We got word in Dispatch that the driver of the passenger vehicle was gone the instant of the head-on collision. Which was, at once, sobering and heartbreaking. Given his name, we made contact with his mother, to let her know she needed to meet with deputies about her son being involved in a car accident. A child, really, just 20 years old, who had so proudly driven off the lot with the car he bought all on his own, just months before. A child whose birthday was just a few days away, a milestone year he would never celebrate.

As we were ending what would have been an otherwise uneventful shift, it was eerily quiet (a dreaded word in the world of first response) but for a moment. Not a word spoken among us, or across the airwaves, as we handed off the tragic aftermath and cleanup to the incoming shifts. How do you walk away from something so life-altering for so many, and go on about your day as you stroll through the doors into the daylight? How do you leave that at work? And that is where our littlest comes in…

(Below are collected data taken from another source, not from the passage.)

//! Password reset (spec §6 "Reset password"): a random password is generated
//! locally, handed to the adapter's `set_instance_password`, and persisted
//! only after the remote call succeeds — the stored password is otherwise
//! stale and misleading.

use fv_core::error::CoreError;
use fv_core::model::Task;
use fv_storage::Storage;
use rand::Rng;
use rand::distributions::Alphanumeric;
use tracing::info;

use crate::actions::{instance_id, load};
use crate::{Engine, PostCreateHooks, ProviderDirectory};

const GENERATED_PASSWORD_LEN: usize = 16;

pub fn generate_password() -> String {
    rand::thread_rng()
        .sample_iter(&Alphanumeric)
        .take(GENERATED_PASSWORD_LEN)
        .map(char::from)
        .collect()
}

pub async fn run_reset_password_task<S: Storage, D: ProviderDirectory, H: PostCreateHooks>(
    engine: &Engine<S, D, H>,
    task: &Task,
) -> Result<(), CoreError> {
    let instance = load(&*engine.storage, task).await?;
    let password = generate_password();

    let adapter = engine.directory.adapter(&instance.provider_id).await?;
    adapter
        .set_instance_password(&instance.provider_id, &instance.id, &password)
        .await?;

    let mut updated = instance.clone();
    updated.password = Some(password);
    engine.storage.upsert_instance(updated).await?;
    info!(instance_id = %instance_id(task)?, "password reset");
    Ok(())
}

#[cfg(test)]
mod tests {
    use super::*;

    #[test]
    fn generated_password_has_the_expected_length_and_charset() {
        let pw = generate_password();
        assert_eq!(pw.len(), GENERATED_PASSWORD_LEN);
        assert!(pw.chars().all(|c| c.is_ascii_alphanumeric()));
    }

    #[test]
    fn two_generated_passwords_differ() {
        assert_ne!(generate_password(), generate_password());
    }
}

In case you don’t recall, she was witness to all of the commotion, and took it all in, calmly and nearly wordlessly, without taking any of it on. I’ve always thought of her like she was a sponge, because she loves soaking in and learning new things. She also picks up on emotional and social cues like no one I’ve ever met. Empathetic without letting anything steal her joy or energy. She tightened her grip on my hand once that door opened, and smiled huge up at me as we walked side by side to the running car. Thank goodness for Daddy, he snuck the keys out of my purse to make sure our car was warm and ready. How did she know I needed that big sweet grin? She watched, she saw me, she always sees me, and I’m so thankful for that! For her! You see I had commented to a few of the incoming dispatchers that I felt a bit useless not being able to do much to help. I couldn’t answer 911 lines yet, I couldn’t key up on the radio yet, I was a helpless bystander to all that was going on around me, standing at my CAD watching and listening to the call explode on my screen and in my headset. But then once our little angel and I gathered our things to walk out into the cold wintry morning, and she squeezed my hand, and smiled at me so brightly, a thought suddenly occurred to me. I wasn’t helpless, nor was I useless, I was right where I was meant to be, next to that precious girl, keeping her calm and reassured, answering her quiet questions as best I could about what was going on both around us, and at the scene that her Daddy just rushed off to.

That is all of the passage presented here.